[Saved data entries]
Segment Open

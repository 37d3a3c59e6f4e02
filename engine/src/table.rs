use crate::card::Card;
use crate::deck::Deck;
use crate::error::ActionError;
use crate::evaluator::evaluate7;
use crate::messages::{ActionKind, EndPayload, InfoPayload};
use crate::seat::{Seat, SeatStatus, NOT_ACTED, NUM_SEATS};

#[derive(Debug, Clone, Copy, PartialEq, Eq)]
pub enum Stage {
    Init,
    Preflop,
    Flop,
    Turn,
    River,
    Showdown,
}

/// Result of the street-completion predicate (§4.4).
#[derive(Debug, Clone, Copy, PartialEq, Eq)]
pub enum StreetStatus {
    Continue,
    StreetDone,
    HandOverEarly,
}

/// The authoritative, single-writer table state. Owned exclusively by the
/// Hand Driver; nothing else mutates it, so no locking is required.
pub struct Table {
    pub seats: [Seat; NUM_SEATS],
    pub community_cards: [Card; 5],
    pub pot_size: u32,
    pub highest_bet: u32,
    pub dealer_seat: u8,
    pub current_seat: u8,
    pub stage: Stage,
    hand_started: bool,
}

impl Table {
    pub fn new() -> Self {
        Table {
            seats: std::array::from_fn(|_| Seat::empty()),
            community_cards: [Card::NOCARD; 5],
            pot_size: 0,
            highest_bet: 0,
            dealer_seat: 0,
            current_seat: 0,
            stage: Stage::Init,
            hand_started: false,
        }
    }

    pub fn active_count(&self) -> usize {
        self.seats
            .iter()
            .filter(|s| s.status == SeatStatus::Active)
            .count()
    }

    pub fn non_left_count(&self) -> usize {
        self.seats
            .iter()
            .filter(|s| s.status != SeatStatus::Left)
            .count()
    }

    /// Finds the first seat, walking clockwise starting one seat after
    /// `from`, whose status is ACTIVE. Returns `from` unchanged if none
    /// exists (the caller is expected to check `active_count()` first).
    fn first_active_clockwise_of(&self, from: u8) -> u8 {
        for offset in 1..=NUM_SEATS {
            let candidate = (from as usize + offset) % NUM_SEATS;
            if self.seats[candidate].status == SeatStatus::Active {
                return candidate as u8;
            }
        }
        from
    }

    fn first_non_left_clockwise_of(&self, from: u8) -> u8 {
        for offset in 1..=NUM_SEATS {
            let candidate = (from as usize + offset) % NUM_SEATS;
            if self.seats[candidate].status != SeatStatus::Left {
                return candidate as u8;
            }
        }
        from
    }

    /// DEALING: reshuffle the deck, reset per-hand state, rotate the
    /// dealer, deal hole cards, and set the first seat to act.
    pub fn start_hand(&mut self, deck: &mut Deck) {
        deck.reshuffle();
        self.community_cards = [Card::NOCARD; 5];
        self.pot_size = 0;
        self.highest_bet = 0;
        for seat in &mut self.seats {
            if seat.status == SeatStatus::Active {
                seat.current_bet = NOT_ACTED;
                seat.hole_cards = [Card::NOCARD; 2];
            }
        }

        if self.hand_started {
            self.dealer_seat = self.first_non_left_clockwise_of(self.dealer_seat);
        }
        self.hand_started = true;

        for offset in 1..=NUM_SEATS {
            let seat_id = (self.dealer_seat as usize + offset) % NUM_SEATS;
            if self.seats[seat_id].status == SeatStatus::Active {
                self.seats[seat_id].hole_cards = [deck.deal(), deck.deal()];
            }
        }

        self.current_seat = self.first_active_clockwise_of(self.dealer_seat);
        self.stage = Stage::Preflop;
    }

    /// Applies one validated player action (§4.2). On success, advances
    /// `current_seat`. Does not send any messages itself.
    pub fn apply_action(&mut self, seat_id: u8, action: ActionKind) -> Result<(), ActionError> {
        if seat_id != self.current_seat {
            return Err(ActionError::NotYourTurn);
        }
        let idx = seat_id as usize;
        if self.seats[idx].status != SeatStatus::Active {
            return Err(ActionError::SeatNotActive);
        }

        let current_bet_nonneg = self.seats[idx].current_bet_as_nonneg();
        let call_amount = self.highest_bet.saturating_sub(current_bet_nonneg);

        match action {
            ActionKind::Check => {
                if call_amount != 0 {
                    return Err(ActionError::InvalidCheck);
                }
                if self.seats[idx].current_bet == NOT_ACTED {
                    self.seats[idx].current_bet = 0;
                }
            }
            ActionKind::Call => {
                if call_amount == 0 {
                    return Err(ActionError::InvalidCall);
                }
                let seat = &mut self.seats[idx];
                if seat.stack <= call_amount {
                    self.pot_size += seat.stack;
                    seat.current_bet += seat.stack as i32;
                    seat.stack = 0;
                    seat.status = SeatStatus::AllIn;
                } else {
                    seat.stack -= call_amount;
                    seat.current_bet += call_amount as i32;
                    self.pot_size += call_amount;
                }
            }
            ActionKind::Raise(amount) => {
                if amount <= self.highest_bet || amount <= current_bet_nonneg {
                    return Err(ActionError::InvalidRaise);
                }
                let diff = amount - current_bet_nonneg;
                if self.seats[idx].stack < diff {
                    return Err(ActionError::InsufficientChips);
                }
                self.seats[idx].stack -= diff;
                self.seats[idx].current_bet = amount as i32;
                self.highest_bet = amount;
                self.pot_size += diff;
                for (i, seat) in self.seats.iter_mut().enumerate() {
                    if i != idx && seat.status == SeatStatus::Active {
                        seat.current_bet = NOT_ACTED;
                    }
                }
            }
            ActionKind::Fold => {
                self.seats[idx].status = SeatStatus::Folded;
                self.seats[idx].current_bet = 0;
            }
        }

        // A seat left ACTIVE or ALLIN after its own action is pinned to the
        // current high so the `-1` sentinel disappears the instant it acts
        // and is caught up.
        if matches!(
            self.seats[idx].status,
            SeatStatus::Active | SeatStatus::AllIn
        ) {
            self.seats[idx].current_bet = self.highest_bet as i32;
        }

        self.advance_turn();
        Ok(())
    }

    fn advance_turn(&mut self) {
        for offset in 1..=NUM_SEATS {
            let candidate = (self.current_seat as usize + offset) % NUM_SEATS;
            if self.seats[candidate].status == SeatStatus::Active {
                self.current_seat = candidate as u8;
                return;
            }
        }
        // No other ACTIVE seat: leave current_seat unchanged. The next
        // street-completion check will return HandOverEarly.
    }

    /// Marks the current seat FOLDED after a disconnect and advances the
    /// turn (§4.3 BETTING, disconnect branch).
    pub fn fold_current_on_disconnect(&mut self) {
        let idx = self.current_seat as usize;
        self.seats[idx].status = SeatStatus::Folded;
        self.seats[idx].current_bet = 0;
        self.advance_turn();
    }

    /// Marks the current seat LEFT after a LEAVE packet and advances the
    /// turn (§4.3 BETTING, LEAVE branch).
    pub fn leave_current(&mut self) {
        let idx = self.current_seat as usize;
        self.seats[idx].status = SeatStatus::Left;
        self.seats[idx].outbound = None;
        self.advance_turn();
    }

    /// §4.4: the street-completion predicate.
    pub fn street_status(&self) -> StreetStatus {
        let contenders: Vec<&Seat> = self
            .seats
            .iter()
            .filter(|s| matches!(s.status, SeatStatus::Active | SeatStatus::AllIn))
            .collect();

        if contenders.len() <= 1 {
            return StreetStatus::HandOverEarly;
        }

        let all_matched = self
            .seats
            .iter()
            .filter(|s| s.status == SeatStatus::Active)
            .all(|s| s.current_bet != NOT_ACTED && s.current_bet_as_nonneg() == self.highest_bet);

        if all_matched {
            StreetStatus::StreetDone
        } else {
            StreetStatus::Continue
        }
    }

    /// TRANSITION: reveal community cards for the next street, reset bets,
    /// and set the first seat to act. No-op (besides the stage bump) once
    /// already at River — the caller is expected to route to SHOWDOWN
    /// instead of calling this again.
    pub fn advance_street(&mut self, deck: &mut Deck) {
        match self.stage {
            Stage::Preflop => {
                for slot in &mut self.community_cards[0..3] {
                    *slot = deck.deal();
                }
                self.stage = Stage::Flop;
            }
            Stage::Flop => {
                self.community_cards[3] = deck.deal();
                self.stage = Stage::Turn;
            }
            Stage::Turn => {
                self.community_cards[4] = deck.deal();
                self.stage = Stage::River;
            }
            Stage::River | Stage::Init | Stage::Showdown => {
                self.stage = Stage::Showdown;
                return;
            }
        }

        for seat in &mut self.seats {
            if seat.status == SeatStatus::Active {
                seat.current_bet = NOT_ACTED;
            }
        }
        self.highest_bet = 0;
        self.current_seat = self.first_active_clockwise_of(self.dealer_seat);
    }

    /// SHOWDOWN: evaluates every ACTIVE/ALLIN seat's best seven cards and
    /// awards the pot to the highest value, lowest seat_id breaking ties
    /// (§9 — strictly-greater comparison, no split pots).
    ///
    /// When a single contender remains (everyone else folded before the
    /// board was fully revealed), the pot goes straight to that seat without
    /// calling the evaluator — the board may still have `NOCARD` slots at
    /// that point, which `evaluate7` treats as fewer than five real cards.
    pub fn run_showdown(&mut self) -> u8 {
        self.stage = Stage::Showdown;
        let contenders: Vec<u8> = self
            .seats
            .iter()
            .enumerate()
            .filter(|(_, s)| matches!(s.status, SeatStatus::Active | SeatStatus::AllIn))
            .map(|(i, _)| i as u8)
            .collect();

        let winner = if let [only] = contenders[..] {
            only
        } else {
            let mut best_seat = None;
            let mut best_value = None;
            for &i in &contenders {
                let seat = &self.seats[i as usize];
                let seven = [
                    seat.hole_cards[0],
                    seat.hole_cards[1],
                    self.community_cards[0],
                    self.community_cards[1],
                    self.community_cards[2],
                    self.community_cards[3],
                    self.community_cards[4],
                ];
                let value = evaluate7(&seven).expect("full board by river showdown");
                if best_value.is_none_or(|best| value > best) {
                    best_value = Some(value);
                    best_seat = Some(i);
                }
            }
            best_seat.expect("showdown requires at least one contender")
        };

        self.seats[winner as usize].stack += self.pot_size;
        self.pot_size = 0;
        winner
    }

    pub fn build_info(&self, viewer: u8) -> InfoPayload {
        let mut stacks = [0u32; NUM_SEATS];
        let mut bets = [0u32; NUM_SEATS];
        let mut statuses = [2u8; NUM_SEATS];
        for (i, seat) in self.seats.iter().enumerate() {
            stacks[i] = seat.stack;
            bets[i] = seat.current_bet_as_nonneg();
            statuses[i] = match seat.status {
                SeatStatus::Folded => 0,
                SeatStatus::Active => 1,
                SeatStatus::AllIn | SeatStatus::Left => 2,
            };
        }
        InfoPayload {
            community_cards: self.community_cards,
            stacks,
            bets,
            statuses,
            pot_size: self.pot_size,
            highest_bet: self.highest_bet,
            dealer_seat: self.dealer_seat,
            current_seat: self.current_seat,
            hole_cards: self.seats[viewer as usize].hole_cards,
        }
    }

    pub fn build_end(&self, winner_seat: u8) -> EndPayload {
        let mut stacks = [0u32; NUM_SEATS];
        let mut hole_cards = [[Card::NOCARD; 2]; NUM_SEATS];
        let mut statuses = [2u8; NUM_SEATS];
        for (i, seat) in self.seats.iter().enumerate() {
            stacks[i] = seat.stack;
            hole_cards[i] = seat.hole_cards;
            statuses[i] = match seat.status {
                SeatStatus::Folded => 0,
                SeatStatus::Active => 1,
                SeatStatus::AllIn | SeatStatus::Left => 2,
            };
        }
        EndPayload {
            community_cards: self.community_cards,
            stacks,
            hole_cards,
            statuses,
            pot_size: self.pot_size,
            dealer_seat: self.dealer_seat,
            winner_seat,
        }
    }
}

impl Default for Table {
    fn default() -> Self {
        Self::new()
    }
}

Segment Closed
Segment Open

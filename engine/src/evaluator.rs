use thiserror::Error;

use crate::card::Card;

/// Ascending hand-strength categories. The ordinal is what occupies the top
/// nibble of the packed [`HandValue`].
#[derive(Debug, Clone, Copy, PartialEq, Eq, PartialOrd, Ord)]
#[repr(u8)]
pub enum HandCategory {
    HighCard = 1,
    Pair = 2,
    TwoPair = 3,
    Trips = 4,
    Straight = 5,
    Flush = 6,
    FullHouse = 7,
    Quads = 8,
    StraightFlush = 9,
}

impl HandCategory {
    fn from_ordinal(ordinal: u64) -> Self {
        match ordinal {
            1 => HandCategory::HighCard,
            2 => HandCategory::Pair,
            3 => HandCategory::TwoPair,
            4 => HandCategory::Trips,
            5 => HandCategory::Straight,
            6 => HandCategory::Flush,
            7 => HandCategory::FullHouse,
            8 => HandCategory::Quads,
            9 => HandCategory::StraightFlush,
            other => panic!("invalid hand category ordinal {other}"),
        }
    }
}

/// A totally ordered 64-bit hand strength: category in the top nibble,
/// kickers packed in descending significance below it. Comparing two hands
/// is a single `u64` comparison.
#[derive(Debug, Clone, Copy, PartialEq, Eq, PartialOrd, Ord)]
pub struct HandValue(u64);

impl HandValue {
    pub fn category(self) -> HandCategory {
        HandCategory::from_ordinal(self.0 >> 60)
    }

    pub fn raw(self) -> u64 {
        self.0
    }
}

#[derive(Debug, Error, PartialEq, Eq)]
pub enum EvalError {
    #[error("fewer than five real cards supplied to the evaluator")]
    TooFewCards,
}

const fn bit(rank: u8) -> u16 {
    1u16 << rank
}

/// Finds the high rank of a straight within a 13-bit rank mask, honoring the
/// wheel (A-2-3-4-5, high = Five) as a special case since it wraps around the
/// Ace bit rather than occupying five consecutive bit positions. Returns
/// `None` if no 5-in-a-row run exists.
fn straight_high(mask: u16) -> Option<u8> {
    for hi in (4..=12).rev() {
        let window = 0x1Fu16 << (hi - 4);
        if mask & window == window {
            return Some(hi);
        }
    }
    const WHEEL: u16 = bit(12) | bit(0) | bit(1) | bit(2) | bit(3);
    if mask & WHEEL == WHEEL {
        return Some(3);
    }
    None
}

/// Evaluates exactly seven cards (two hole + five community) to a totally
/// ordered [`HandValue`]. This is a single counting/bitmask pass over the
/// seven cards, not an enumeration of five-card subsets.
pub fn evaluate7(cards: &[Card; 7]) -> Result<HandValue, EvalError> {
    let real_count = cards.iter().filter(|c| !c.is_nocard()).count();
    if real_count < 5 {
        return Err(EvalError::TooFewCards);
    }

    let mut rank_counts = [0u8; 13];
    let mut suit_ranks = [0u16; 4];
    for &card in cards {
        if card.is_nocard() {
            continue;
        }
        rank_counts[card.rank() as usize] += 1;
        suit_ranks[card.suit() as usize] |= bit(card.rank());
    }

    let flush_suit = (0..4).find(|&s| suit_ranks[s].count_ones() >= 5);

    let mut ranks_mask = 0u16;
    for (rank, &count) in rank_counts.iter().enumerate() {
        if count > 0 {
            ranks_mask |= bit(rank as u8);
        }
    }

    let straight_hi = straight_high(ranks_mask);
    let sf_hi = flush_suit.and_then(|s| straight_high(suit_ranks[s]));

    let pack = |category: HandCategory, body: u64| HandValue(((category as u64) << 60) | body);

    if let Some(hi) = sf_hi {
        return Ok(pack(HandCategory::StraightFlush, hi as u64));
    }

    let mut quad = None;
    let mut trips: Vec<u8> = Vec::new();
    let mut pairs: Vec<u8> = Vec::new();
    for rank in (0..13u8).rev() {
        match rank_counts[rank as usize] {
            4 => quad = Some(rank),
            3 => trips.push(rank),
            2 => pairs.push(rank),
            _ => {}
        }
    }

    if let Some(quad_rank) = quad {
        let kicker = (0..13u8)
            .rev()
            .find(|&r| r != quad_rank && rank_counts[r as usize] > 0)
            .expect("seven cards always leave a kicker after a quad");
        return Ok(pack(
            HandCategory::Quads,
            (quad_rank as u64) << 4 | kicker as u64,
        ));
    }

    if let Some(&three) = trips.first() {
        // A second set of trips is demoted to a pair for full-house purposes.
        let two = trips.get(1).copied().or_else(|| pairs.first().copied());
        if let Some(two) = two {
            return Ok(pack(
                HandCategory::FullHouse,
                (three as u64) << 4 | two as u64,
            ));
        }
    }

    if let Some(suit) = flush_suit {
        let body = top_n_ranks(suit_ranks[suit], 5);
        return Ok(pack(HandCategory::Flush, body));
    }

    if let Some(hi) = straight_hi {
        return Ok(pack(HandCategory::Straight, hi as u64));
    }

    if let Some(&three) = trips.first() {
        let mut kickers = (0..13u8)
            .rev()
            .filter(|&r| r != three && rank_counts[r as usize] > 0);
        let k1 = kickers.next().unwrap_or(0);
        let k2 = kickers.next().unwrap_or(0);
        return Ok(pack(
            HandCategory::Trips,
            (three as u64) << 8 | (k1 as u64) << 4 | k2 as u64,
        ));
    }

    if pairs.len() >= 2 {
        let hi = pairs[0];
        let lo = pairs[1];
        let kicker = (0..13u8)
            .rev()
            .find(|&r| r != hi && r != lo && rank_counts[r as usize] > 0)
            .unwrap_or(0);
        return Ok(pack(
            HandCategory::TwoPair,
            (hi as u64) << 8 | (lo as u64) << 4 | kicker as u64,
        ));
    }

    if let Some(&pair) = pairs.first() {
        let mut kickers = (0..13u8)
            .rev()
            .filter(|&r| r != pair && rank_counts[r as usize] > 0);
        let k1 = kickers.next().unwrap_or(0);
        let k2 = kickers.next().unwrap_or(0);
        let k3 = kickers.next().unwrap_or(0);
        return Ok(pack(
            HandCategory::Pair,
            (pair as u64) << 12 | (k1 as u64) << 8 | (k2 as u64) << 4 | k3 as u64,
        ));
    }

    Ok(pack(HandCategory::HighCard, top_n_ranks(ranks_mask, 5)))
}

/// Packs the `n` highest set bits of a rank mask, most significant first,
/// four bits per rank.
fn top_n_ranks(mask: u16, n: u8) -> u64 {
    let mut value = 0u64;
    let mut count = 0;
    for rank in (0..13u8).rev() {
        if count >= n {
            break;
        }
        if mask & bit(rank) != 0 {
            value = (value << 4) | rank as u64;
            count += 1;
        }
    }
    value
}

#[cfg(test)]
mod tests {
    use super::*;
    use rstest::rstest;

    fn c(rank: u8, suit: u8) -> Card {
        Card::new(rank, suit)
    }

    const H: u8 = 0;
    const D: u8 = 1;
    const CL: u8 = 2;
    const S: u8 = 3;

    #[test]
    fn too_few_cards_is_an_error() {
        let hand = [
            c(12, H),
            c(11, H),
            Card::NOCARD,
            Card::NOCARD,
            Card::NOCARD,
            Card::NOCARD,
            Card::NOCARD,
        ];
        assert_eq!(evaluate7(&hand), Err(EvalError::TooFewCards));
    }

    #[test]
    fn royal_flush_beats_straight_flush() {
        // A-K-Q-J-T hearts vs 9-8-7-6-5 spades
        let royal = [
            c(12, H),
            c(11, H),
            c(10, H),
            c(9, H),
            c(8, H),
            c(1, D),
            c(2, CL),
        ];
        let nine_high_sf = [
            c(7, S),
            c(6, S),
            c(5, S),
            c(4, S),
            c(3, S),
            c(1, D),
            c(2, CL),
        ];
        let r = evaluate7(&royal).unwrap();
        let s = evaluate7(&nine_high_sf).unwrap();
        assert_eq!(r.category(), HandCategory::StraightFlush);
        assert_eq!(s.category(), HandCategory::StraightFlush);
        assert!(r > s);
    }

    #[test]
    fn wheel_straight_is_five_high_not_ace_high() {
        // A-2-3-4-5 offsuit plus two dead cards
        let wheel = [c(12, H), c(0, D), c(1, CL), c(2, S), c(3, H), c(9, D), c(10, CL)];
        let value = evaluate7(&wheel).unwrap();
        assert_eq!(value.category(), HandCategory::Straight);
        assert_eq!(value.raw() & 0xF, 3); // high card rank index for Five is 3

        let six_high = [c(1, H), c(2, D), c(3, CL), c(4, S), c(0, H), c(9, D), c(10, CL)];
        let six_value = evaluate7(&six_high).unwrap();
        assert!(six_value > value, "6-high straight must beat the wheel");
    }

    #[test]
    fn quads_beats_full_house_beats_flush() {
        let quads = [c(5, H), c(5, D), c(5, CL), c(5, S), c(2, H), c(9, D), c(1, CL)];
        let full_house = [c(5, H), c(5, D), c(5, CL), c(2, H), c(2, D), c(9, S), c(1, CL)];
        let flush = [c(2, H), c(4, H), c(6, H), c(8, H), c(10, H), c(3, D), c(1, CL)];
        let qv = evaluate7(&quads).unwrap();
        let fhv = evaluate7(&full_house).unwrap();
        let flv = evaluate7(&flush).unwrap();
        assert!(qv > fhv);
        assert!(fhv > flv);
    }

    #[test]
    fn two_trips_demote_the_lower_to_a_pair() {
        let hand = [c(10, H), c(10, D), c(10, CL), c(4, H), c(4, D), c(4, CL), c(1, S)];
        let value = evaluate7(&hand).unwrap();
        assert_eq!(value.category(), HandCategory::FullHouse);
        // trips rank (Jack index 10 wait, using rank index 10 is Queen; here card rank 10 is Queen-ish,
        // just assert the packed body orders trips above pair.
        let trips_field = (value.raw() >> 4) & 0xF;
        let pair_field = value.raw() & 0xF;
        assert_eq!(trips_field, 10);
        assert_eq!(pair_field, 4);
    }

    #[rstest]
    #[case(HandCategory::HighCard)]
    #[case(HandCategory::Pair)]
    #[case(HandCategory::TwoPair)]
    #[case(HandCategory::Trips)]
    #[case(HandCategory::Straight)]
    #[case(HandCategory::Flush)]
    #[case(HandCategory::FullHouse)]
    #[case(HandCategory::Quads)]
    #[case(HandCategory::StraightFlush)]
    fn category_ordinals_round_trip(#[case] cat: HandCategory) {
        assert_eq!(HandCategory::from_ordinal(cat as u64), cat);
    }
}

Segment Closed
Segment Open

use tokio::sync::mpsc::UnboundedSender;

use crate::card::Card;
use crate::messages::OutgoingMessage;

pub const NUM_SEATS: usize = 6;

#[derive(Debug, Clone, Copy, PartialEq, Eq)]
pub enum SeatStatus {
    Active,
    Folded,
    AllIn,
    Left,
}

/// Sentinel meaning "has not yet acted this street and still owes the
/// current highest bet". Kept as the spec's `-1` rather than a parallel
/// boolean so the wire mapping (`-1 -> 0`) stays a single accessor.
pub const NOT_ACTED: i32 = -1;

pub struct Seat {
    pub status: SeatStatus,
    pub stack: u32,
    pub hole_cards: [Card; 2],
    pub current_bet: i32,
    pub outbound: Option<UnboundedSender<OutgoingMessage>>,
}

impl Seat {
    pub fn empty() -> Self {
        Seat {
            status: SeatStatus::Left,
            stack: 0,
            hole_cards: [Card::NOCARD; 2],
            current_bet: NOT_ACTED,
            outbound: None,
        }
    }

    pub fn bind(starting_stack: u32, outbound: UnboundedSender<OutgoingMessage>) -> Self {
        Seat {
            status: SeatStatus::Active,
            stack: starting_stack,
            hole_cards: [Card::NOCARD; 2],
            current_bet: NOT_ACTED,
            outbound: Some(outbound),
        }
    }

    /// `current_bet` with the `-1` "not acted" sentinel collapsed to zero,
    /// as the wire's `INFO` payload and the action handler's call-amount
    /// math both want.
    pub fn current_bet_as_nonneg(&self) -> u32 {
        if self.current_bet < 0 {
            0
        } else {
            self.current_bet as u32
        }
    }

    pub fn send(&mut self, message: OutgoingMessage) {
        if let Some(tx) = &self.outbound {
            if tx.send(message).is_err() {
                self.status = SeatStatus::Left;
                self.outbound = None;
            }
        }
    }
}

Segment Closed

Reply with the number of lines in the data that include the string "advances" and nothing else.

● **RESPONSE BOX**
3